Contract awarded to Spanish company
The ITER Organization has concluded a contract with the Spanish company ENSA (Equipos Nucleares SA) for the welding of the ITER vacuum vessel.
This is the third major machine assembly contract after the TAC1 and TAC2 Tokamak Assembly Contracts were signed in 2019.
The scope of the new contract—called VVW2P, for Vacuum Vessel Welding Production Phase—covers the welding of 9 vacuum vessel sector sub-assemblies and 54 ports. (A sub-assembly is the unit formed by one 40-degree vacuum vessel sector, two toroidal field coils, and a 40-degree thermal shield sector.) The estimated duration of the contract is 57 months, with a targeted completion date of March 2025. ENSA estimates peak personnel needs on site at 150 people.
Work will take place inside of the restricted space of the Tokamak pit, as the sub-assemblies are successively lowered into place by the TAC-2 ITER Organization assembly contractor and attached to their supports. ENSA contractors will join and weld the vacuum vessel sectors according to a plan that aims to minimize deformation. The first sectors to be welded together in 2022 are sector #6 (already on sub-assembly tooling) and sector #7 (expected from Korea in August 2021).
ENSA will be supported by the Indian firm Larsen & Toubro as the sub-contractor for the welding of the major part of the ports.
"As a nuclear pressure vessel, the ITER vacuum vessel is subject to conformity assessments performed by a body authorized by the French Nuclear Regulator," explains Frantz de la Burgade, Group Leader for the Sector Modules Delivery & Assembly Division. "The technical documentation will have to be edited sufficiently in advance to allow enough time for this Agreed Notified Body to review."
During the initial phase of the contract (P0), which has been underway since the kick-off meeting in November 2020, the ENSA team is focusing on a selection of preparatory tasks, including documents, engineering tests, trials, qualification, and training.

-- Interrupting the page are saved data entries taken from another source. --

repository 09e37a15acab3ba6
use async_trait::async_trait;
use serde::Serialize;

use crate::clients::slack::SlackClient;
use crate::core::error::GatewayError;

/// Minimal metadata every tool must expose.
pub trait ToolSpec {
    fn name(&self) -> &'static str;
    fn description(&self) -> &'static str;
    fn input_schema(&self) -> serde_json::Value;
}

/// Tool = Spec + a single call against the Slack client it is handed.
#[async_trait]
pub trait Tool: ToolSpec + Send + Sync {
    async fn call(
        &self,
        client: &SlackClient,
        arguments: &serde_json::Value,
    ) -> Result<serde_json::Value, GatewayError>;
}

#[derive(Debug, Clone, PartialEq, Serialize)]
pub struct ToolMeta {
    pub name: &'static str,
    pub description: &'static str,
    #[serde(rename = "inputSchema")]
    pub input_schema: serde_json::Value,
}

impl ToolMeta {
    pub fn of(tool: &dyn Tool) -> Self {
        Self {
            name: tool.name(),
            description: tool.description(),
            input_schema: tool.input_schema(),
        }
    }
}

/// Deserialize a tool's argument object, treating `null` as `{}`.
pub fn parse_args<T: serde::de::DeserializeOwned>(
    arguments: &serde_json::Value,
) -> Result<T, GatewayError> {
    let value = if arguments.is_null() {
        serde_json::Value::Object(Default::default())
    } else {
        arguments.clone()
    };
    Ok(serde_json::from_value(value)?)
}

/// Page sizes are declared as JSON `number`, so `10.0` is as good as `10`.
/// Fractions are truncated; negatives and non-numbers are rejected.
pub fn number_as_u32<'de, D>(deserializer: D) -> Result<u32, D::Error>
where
    D: serde::Deserializer<'de>,
{
    use serde::de::Error;
    let n = <f64 as serde::Deserialize>::deserialize(deserializer)?;
    if !n.is_finite() || n < 0.0 {
        return Err(D::Error::custom(format!("expected a non-negative number, got {n}")));
    }
    Ok(n.trunc().min(f64::from(u32::MAX)) as u32)
}

/// Reject empty strings for fields the upstream call cannot do without.
pub fn require_non_empty(fields: &[(&str, &str)]) -> Result<(), GatewayError> {
    let missing: Vec<&str> = fields
        .iter()
        .filter(|(_, v)| v.trim().is_empty())
        .map(|(k, _)| *k)
        .collect();
    if missing.is_empty() {
        Ok(())
    } else {
        Err(GatewayError::InvalidArguments(format!(
            "missing required arguments: {}",
            missing.join(", ")
        )))
    }
}
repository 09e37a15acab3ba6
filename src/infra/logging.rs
use std::time::Instant;

use axum::{extract::Request, middleware::Next, response::Response};

pub fn init() {
    // Initialize tracing subscriber once, honoring RUST_LOG if set.
    // Default to info level; allow override via RUST_LOG (e.g., "debug").
    let env_filter = std::env::var("RUST_LOG").unwrap_or_else(|_| "info".to_string());
    let _ = tracing_subscriber::fmt()
        .with_env_filter(env_filter)
        .with_target(false)
        .try_init();
}

/// Count a finished tool call by tool name and outcome.
pub fn record_tool_call(tool: &str, outcome: &'static str) {
    metrics::counter!("mcp_tool_calls_total", "tool" => tool.to_string(), "outcome" => outcome)
        .increment(1);
}

/// Record latency for one Slack API call.
pub fn record_upstream(method: &'static str, elapsed_ms: f64, ok: bool) {
    metrics::histogram!("slack_upstream_latency_ms", "method" => method).record(elapsed_ms);
    if !ok {
        metrics::counter!("slack_upstream_errors_total", "method" => method).increment(1);
    }
    tracing::debug!(method, elapsed_ms, ok, "slack upstream call");
}

pub async fn request_logging_middleware(request: Request, next: Next) -> Response {
    let method = request.method().clone();
    let path = request.uri().path().to_string();
    let started_at = Instant::now();

    let response = next.run(request).await;
    let status = response.status();

    tracing::info!(
        method = %method,
        path = %path,
        status = status.as_u16(),
        duration_ms = started_at.elapsed().as_millis() as u64,
        "request summary"
    );
    if status.as_u16() == 401 {
        tracing::warn!(method = %method, path = %path, "authentication failure");
    }

    response
}
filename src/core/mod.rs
//! Core types & traits: protocol envelopes, tool contract, content model.

pub mod content;
pub mod error;
pub mod mcp;
pub mod tool;
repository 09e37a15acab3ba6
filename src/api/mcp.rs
use axum::{
    body::{to_bytes, Body},
    extract::State,
    http::HeaderMap,
    Json,
};
use serde_json::{json, Value as J};

use crate::clients::slack::SlackClient;
use crate::core::content::ToolOutcome;
use crate::core::mcp::{
    err as rpc_err, id_of, ok as rpc_ok, InitializeResult, RpcReq, RpcResp, INTERNAL_ERROR,
    INVALID_PARAMS, METHOD_NOT_FOUND,
};
use crate::domain::SlackCredentials;
use crate::infra::auth::MAX_BODY_BYTES;
use crate::infra::http::json as http_json;
use crate::infra::http_app::AppState;
use crate::infra::logging::record_tool_call;
use crate::tools::registry::ToolRegistry;

pub const MISSING_CREDENTIALS: &str = "Missing required Slack credentials. Please provide \
x-slack-bot-token and x-slack-team-id headers.";

pub fn tools_list(reg: &ToolRegistry) -> J {
    json!({ "tools": reg.list() })
}

// HTTP handler
pub async fn http(
    State(state): State<AppState>,
    headers: HeaderMap,
    body: Body,
) -> Json<RpcResp> {
    // Same limit as the auth gate, so oversized bodies get one answer
    // whatever the auth setup.
    let body = match to_bytes(body, MAX_BODY_BYTES).await {
        Ok(b) => b,
        Err(e) => {
            tracing::warn!(error = %e, "unreadable JSON-RPC body");
            return http_json::internal_error(J::Null, e);
        }
    };
    let raw: J = match serde_json::from_slice(&body) {
        Ok(v) => v,
        Err(e) => {
            tracing::warn!(error = %e, "unparseable JSON-RPC body");
            return http_json::internal_error(J::Null, e);
        }
    };
    // The gate reads the method from an object only; anything else must not
    // reach dispatch.
    if !raw.is_object() {
        return http_json::internal_error(J::Null, "request must be a JSON object");
    }
    let id = id_of(&raw);
    let req: RpcReq = match serde_json::from_value(raw) {
        Ok(r) => r,
        Err(e) => return http_json::internal_error(id, e),
    };
    tracing::debug!(method = %req.method, id = ?req.id, "HTTP handler invoked");

    let resp = handle(&state, &headers, req).await;
    tracing::trace!(response = ?resp, "HTTP handler completed");
    Json(resp)
}

/// Dispatch one request. Every outcome, including failures, is a response
/// carrying the request's id.
pub async fn handle(state: &AppState, headers: &HeaderMap, req: RpcReq) -> RpcResp {
    let id = req.id;
    match req.method.as_str() {
        "initialize" => match serde_json::to_value(InitializeResult::current()) {
            Ok(result) => rpc_ok(id, result),
            Err(e) => rpc_err(id, INTERNAL_ERROR, format!("Internal error: {e}"), None),
        },
        "tools/list" => rpc_ok(id, tools_list(&state.registry)),
        "tools/call" => call_tool(state, headers, id, &req.params).await,
        other => rpc_err(id, METHOD_NOT_FOUND, format!("Method not found: {other}"), None),
    }
}

async fn call_tool(state: &AppState, headers: &HeaderMap, id: J, params: &J) -> RpcResp {
    let Some(credentials) = SlackCredentials::from_headers(headers) else {
        tracing::warn!("tools/call without Slack credentials");
        return rpc_err(id, INVALID_PARAMS, MISSING_CREDENTIALS, None);
    };
    let Some(name) = params.get("name").and_then(J::as_str) else {
        return rpc_err(id, INVALID_PARAMS, "Invalid params: missing tool name", None);
    };
    let args = params.get("arguments").unwrap_or(&J::Null);

    let client = match SlackClient::new(state.config.slack_api_base.as_str(), credentials) {
        Ok(c) => c,
        Err(e) => return rpc_err(id, INTERNAL_ERROR, format!("Internal error: {e}"), None),
    };

    let outcome: ToolOutcome = state.registry.call(name, &client, args).await.into();
    if outcome.is_success() {
        record_tool_call(name, "success");
        tracing::info!(tool = name, "tool call succeeded");
    } else {
        record_tool_call(name, "failed");
        tracing::warn!(tool = name, payload = %outcome.payload(), "tool call failed");
    }

    match serde_json::to_value(outcome.into_result()) {
        Ok(result) => rpc_ok(id, result),
        Err(e) => rpc_err(id, INTERNAL_ERROR, format!("Internal error: {e}"), None),
    }
}
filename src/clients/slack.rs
use reqwest::Client;
use serde_json::{json, Value};
use std::time::Instant;

use crate::core::error::GatewayError;
use crate::domain::SlackCredentials;
use crate::infra::http::client::make_http_client;
use crate::infra::http::headers::add_standard_headers;

pub const DEFAULT_SLACK_API_BASE: &str = "https://slack.com/api";
pub const MAX_PAGE_LIMIT: u32 = 200;

/// Slack Web API client scoped to one tool call. Every method issues one
/// request and returns the upstream JSON body untouched; Slack's own `ok`
/// and `error` fields are left for the caller to read.
#[derive(Clone, Debug)]
pub struct SlackClient {
    base: String,
    http: Client,
    credentials: SlackCredentials,
}

impl SlackClient {
    pub fn new(
        base: impl Into<String>,
        credentials: SlackCredentials,
    ) -> Result<Self, GatewayError> {
        Ok(Self { base: base.into(), http: make_http_client()?, credentials })
    }

    pub fn credentials(&self) -> &SlackCredentials {
        &self.credentials
    }

    fn url(&self, method: &str) -> String {
        format!("{}/{}", self.base.trim_end_matches('/'), method)
    }

    async fn get(&self, method: &'static str, query: &[(&str, String)]) -> Result<Value, GatewayError> {
        let url = self.url(method);
        tracing::debug!(endpoint = %url, "slack GET");
        let (builder, _rid) =
            add_standard_headers(self.http.get(url).query(query), &self.credentials.bot_token, None);
        self.send(method, builder).await
    }

    async fn post(&self, method: &'static str, body: &Value) -> Result<Value, GatewayError> {
        let url = self.url(method);
        tracing::debug!(endpoint = %url, "slack POST");
        let (builder, _rid) =
            add_standard_headers(self.http.post(url).json(body), &self.credentials.bot_token, None);
        self.send(method, builder).await
    }

    async fn send(
        &self,
        method: &'static str,
        builder: reqwest::RequestBuilder,
    ) -> Result<Value, GatewayError> {
        let start = Instant::now();
        let res = async { Ok::<_, reqwest::Error>(builder.send().await?.json::<Value>().await?) }.await;
        let elapsed_ms = start.elapsed().as_millis() as f64;
        crate::infra::logging::record_upstream(method, elapsed_ms, res.is_ok());
        if let Err(e) = &res {
            tracing::warn!(method, error = %e, "slack request failed");
        }
        Ok(res?)
    }

    pub async fn list_channels(&self, limit: u32, cursor: Option<&str>) -> Result<Value, GatewayError> {
        let mut query = vec![
            ("types", "public_channel".to_string()),
            ("exclude_archived", "true".to_string()),
            ("limit", limit.min(MAX_PAGE_LIMIT).to_string()),
            ("team_id", self.credentials.team_id.clone()),
        ];
        if let Some(c) = cursor {
            query.push(("cursor", c.to_string()));
        }
        self.get("conversations.list", &query).await
    }

    pub async fn channel_info(&self, channel_id: &str) -> Result<Value, GatewayError> {
        self.get("conversations.info", &[("channel", channel_id.to_string())])
            .await
    }

    /// Look up each id in order and build a `conversations.list`-shaped page
    /// from the ones that exist and are not archived.
    pub async fn list_channels_by_ids(&self, ids: &[String]) -> Result<Value, GatewayError> {
        let mut channels = Vec::with_capacity(ids.len());
        for id in ids {
            let info = self.channel_info(id).await?;
            if info.get("ok").and_then(Value::as_bool) != Some(true) {
                continue;
            }
            let Some(channel) = info.get("channel").filter(|c| c.is_object()) else {
                continue;
            };
            if channel.get("is_archived").and_then(Value::as_bool) == Some(true) {
                continue;
            }
            channels.push(channel.clone());
        }
        Ok(json!({
            "ok": true,
            "channels": channels,
            "response_metadata": { "next_cursor": "" }
        }))
    }

    pub async fn post_message(&self, channel_id: &str, text: &str) -> Result<Value, GatewayError> {
        self.post("chat.postMessage", &json!({ "channel": channel_id, "text": text }))
            .await
    }

    pub async fn reply_to_thread(
        &self,
        channel_id: &str,
        thread_ts: &str,
        text: &str,
    ) -> Result<Value, GatewayError> {
        self.post(
            "chat.postMessage",
            &json!({ "channel": channel_id, "thread_ts": thread_ts, "text": text }),
        )
        .await
    }

    pub async fn add_reaction(
        &self,
        channel_id: &str,
        timestamp: &str,
        reaction: &str,
    ) -> Result<Value, GatewayError> {
        self.post(
            "reactions.add",
            &json!({ "channel": channel_id, "timestamp": timestamp, "name": reaction }),
        )
        .await
    }

    pub async fn channel_history(&self, channel_id: &str, limit: u32) -> Result<Value, GatewayError> {
        self.get(
            "conversations.history",
            &[("channel", channel_id.to_string()), ("limit", limit.to_string())],
        )
        .await
    }

    pub async fn thread_replies(&self, channel_id: &str, thread_ts: &str) -> Result<Value, GatewayError> {
        self.get(
            "conversations.replies",
            &[("channel", channel_id.to_string()), ("ts", thread_ts.to_string())],
        )
        .await
    }

    pub async fn users(&self, limit: u32, cursor: Option<&str>) -> Result<Value, GatewayError> {
        let mut query = vec![
            ("limit", limit.min(MAX_PAGE_LIMIT).to_string()),
            ("team_id", self.credentials.team_id.clone()),
        ];
        if let Some(c) = cursor {
            query.push(("cursor", c.to_string()));
        }
        self.get("users.list", &query).await
    }

    pub async fn user_profile(&self, user_id: &str) -> Result<Value, GatewayError> {
        self.get(
            "users.profile.get",
            &[("user", user_id.to_string()), ("include_labels", "true".to_string())],
        )
        .await
    }
}
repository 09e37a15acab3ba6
pub mod discovery;
pub mod mcp;
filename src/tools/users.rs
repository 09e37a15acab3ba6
use async_trait::async_trait;
use serde::Deserialize;
use serde_json::json;

use crate::clients::slack::SlackClient;
use crate::core::error::GatewayError;
use crate::core::tool::{number_as_u32, parse_args, require_non_empty, Tool, ToolSpec};

#[derive(Clone, Default)]
pub struct GetUsers;

#[derive(Deserialize)]
struct GetUsersArgs {
    #[serde(default = "default_limit", deserialize_with = "number_as_u32")]
    limit: u32,
    #[serde(default)]
    cursor: Option<String>,
}

fn default_limit() -> u32 {
    100
}

impl ToolSpec for GetUsers {
    fn name(&self) -> &'static str {
        "slack_get_users"
    }
    fn description(&self) -> &'static str {
        "Get a list of all users in the workspace with their basic profile information"
    }
    fn input_schema(&self) -> serde_json::Value {
        json!({
            "type": "object",
            "properties": {
                "cursor": {
                    "type": "string",
                    "description": "Pagination cursor for next page of results"
                },
                "limit": {
                    "type": "number",
                    "description": "Maximum number of users to return (default 100, max 200)",
                    "default": 100
                }
            }
        })
    }
}

#[async_trait]
impl Tool for GetUsers {
    async fn call(
        &self,
        client: &SlackClient,
        arguments: &serde_json::Value,
    ) -> Result<serde_json::Value, GatewayError> {
        let args: GetUsersArgs = parse_args(arguments)?;
        client.users(args.limit, args.cursor.as_deref()).await
    }
}

#[derive(Clone, Default)]
pub struct GetUserProfile;

#[derive(Deserialize)]
struct GetUserProfileArgs {
    #[serde(default)]
    user_id: String,
}

impl ToolSpec for GetUserProfile {
    fn name(&self) -> &'static str {
        "slack_get_user_profile"
    }
    fn description(&self) -> &'static str {
        "Get detailed profile information for a specific user"
    }
    fn input_schema(&self) -> serde_json::Value {
        json!({
            "type": "object",
            "properties": {
                "user_id": {
                    "type": "string",
                    "description": "The ID of the user"
                }
            },
            "required": ["user_id"]
        })
    }
}

#[async_trait]
impl Tool for GetUserProfile {
    async fn call(
        &self,
        client: &SlackClient,
        arguments: &serde_json::Value,
    ) -> Result<serde_json::Value, GatewayError> {
        let args: GetUserProfileArgs = parse_args(arguments)?;
        require_non_empty(&[("user_id", &args.user_id)])?;
        client.user_profile(&args.user_id).await
    }
}

#[cfg(test)]
mod tests {
    use super::*;
    use crate::domain::SlackCredentials;
    use httpmock::prelude::*;

    fn client(base: String) -> SlackClient {
        SlackClient::new(base, SlackCredentials::new("xoxb-test", "T42")).unwrap()
    }

    #[tokio::test]
    async fn get_users_defaults_and_forwards_cursor() {
        let server = MockServer::start();
        let m = server.mock(|when, then| {
            when.method(GET)
                .path("/users.list")
                .query_param("limit", "100")
                .query_param("team_id", "T42")
                .query_param("cursor", "next-page");
            then.status(200).json_body(json!({
                "ok": true,
                "members": [],
                "response_metadata": {"next_cursor": "after"}
            }));
        });
        let out = GetUsers
            .call(&client(server.base_url()), &json!({"cursor": "next-page"}))
            .await
            .unwrap();
        m.assert();
        assert_eq!(out["response_metadata"]["next_cursor"], "after");
    }

    #[tokio::test]
    async fn get_users_clamps_limit() {
        let server = MockServer::start();
        let m = server.mock(|when, then| {
            when.method(GET).path("/users.list").query_param("limit", "200");
            then.status(200).json_body(json!({"ok": true, "members": []}));
        });
        GetUsers.call(&client(server.base_url()), &json!({"limit": 1000})).await.unwrap();
        m.assert();
    }

    #[tokio::test]
    async fn profile_requires_user_id() {
        let err = GetUserProfile
            .call(&client("http://localhost:0".into()), &json!({}))
            .await
            .unwrap_err();
        assert!(err.to_string().contains("user_id"));
    }

    #[tokio::test]
    async fn get_users_accepts_float_limit() {
        let server = MockServer::start();
        let m = server.mock(|when, then| {
            when.method(GET).path("/users.list").query_param("limit", "50");
            then.status(200).json_body(json!({"ok": true, "members": []}));
        });
        GetUsers.call(&client(server.base_url()), &json!({"limit": 50.0})).await.unwrap();
        m.assert();
    }
}
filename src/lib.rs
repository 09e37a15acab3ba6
pub mod api;
pub mod cli;
pub mod clients;
pub mod core;
pub mod domain;
pub mod infra;
pub mod tools;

"To perform a good weld is one thing; to be in a position to justify it has been perfectly done is an additional challenge," says De la Burgade. "The contractor is asked to predict shrinkage behaviour at each step of the assembly process, so that the expected shrinkage can be compensated by the relative pre-positioning of two consecutive sectors in the pit before the welding begins. Another important challenge of the initial phase of the contract is to mobilize experienced operators for both welding and non-destructive examination."
The early team, mobilizing to organize the preparatory activities on site, will be followed by increasing numbers of workers as the tasks begin in the ITER Tokamak pit. A core team of experienced engineers from ENSA is already collaborating with the ITER engineering teams, as they familiarize themselves with the overall construction work packages and the engineering input required for the optimization of work execution.
A machining workshop is planned on site for the customization of splice plates—material used to ease the assembly of two consecutive sectors. The company will also dispose of space to install mockups from its facility in Santander, Spain, that had been used during the tool qualification process and that will now serve for the training of operators.